Его тяжелое настроение усиливалось еще тем обстоятельством, что он не получал известий с неприятельского берега. Из этой мертвой страны не доносилось ни одного звука; ни малейшего движения не показывалось в ней. Только на плоском песчаном берегу блуждало несколько казаков да проезжали по временам кавалерийские патрули, проскальзывавшие между группами деревьев. Но эти мимолетные видения исчезали так же быстро, как и появлялись. Где же неприятель?
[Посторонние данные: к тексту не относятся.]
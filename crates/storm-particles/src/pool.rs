//! Fixed-capacity particle pool with FIFO ring recycling

use crate::particle::Particle;
use storm_core::{ParticleConfig, RandomSource, RotationClock, Transform, TransformSink};
use storm_runtime::clamp_elapsed;

/// Preallocated pool of falling particles.
///
/// Slots fill in index order until the pool is saturated; after that each
/// spawn overwrites the slot at `recycle_cursor` and advances it, wrapping at
/// capacity. Particles are never removed.
pub struct ParticlePool {
    config: ParticleConfig,
    particles: Vec<Particle>,
    active_count: usize,
    recycle_cursor: usize,
    last_spawn_time: f64,
    recycle_count: u64,
}

impl ParticlePool {
    /// Allocate every slot up front. A zero capacity is raised to one.
    pub fn new(config: ParticleConfig) -> Self {
        let capacity = config.capacity.max(1);
        Self {
            config,
            particles: vec![Particle::dormant(); capacity],
            active_count: 0,
            recycle_cursor: 0,
            last_spawn_time: 0.0,
            recycle_count: 0,
        }
    }

    pub fn config(&self) -> &ParticleConfig {
        &self.config
    }

    pub fn capacity(&self) -> usize {
        self.particles.len()
    }

    pub fn active_count(&self) -> usize {
        self.active_count
    }

    pub fn is_saturated(&self) -> bool {
        self.active_count == self.particles.len()
    }

    /// Next slot to be overwritten once saturated
    pub fn recycle_cursor(&self) -> usize {
        self.recycle_cursor
    }

    /// Spawns that overwrote an existing particle
    pub fn recycle_count(&self) -> u64 {
        self.recycle_count
    }

    /// Spawned particles (first `active_count` slots)
    pub fn particles(&self) -> &[Particle] {
        &self.particles[..self.active_count]
    }

    pub fn particle(&self, slot: usize) -> Option<&Particle> {
        self.particles().get(slot)
    }

    /// Reset every slot of `sink` to the identity transform
    pub fn prime<S>(&self, sink: &mut S)
    where
        S: TransformSink + ?Sized,
    {
        for slot in 0..self.capacity() {
            sink.set_transform(slot, &Transform::IDENTITY);
        }
    }

    /// Spawn into the next free slot, or overwrite the oldest one when full.
    /// Writes the fresh particle's transform and returns its slot.
    pub fn spawn_or_recycle<S>(&mut self, time: f64, rng: &mut dyn RandomSource, sink: &mut S) -> usize
    where
        S: TransformSink + ?Sized,
    {
        let slot = if self.active_count < self.particles.len() {
            let slot = self.active_count;
            self.active_count += 1;
            if self.is_saturated() {
                log::info!("particles: pool saturated at {} slots", self.capacity());
            }
            slot
        } else {
            let slot = self.recycle_cursor;
            self.recycle_cursor = (self.recycle_cursor + 1) % self.particles.len();
            self.recycle_count += 1;
            slot
        };

        let particle = Particle::spawn(&self.config, rng);
        let spin = spin_time(self.config.rotation_clock, &particle, time);
        sink.set_transform(slot, &particle.transform(self.config.gravity, spin));
        self.particles[slot] = particle;
        slot
    }

    /// Advance one frame. Spawns at most one particle when the spawn interval
    /// has passed, then moves every other active particle and writes its
    /// transform. Returns the slot spawned this frame, if any.
    ///
    /// A non-finite `time` skips the frame; a bad `elapsed` is treated as zero.
    pub fn update<S>(
        &mut self,
        time: f64,
        elapsed: f64,
        rng: &mut dyn RandomSource,
        sink: &mut S,
    ) -> Option<usize>
    where
        S: TransformSink + ?Sized,
    {
        if !time.is_finite() {
            log::warn!("particles: non-finite time {time}, skipping frame");
            return None;
        }
        let elapsed = clamp_elapsed(elapsed);

        let spawned = if time - self.last_spawn_time >= self.config.spawn_interval() {
            self.last_spawn_time = time;
            Some(self.spawn_or_recycle(time, rng, sink))
        } else {
            None
        };

        let gravity = self.config.gravity;
        let clock = self.config.rotation_clock;
        for (slot, particle) in self.particles[..self.active_count].iter_mut().enumerate() {
            if spawned == Some(slot) {
                continue;
            }
            particle.alive_time += elapsed;
            let spin = spin_time(clock, particle, time);
            sink.set_transform(slot, &particle.transform(gravity, spin));
        }

        spawned
    }
}

fn spin_time(clock: RotationClock, particle: &Particle, time: f64) -> f64 {
    match clock {
        RotationClock::Simulation => time,
        RotationClock::Lifetime => particle.alive_time,
    }
}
Что делает он? – спрашивал себя император. – Наверно, он стоит в недалеком расстоянии от реки; вероятно, он уже догадался, что мы подошли, и готовится встретить нашу атаку. Если он примет сражение, он в скором времени доставит нам победу – и Наполеон страстно мечтает о сражении и о первой победе.
Что же касается поляков на правом берегу – жителей Литвы, то, без сомнения, думал он, они ждут нас как освободителей. Они, наверно, поднимутся при начнем приближении, бросятся нам навстречу и проложат нам путь. Наполеон ждет от них какого-нибудь дружественного знака и, не получая, старается вызвать его. Он оказывает особое внимание всему польскому. Утром этого дня он назначил в свою свиту несколько польских офицеров, рассчитывая воспользоваться ими, как посредниками для сношений с их соотечественниками по ту сторону реки, и удивляется, что до сих пор ни один из поляков русской Польши не является к нему. Кончилось тем, что ему привели трех литовцев, случайно найденных на левом берегу. Это были бедняки крепостные, отвратительного вида, с тупыми лицами. Наполеон приказал спросить их: знают ли они, что крестьянам великого герцогства уже дарована свобода? Надеются ли они на подобное же благодеяние? Страдают ли они от русских порядков? Желают ли избавиться от них? Так как они медлили с ответом, то император, обращаясь к переводчикам, резко сказал: “Спросите их, польское ли у них сердце?”.[607] И, чтобы они лучше его поняли, присоединил к словам жест, положив руку на сердце. Изумленные, словно окаменевшие, крестьяне, не говоря ни слова, с тупым видам продолжали глядеть на него. Ничего не добившись от них, он отпустил их с милостивыми словами.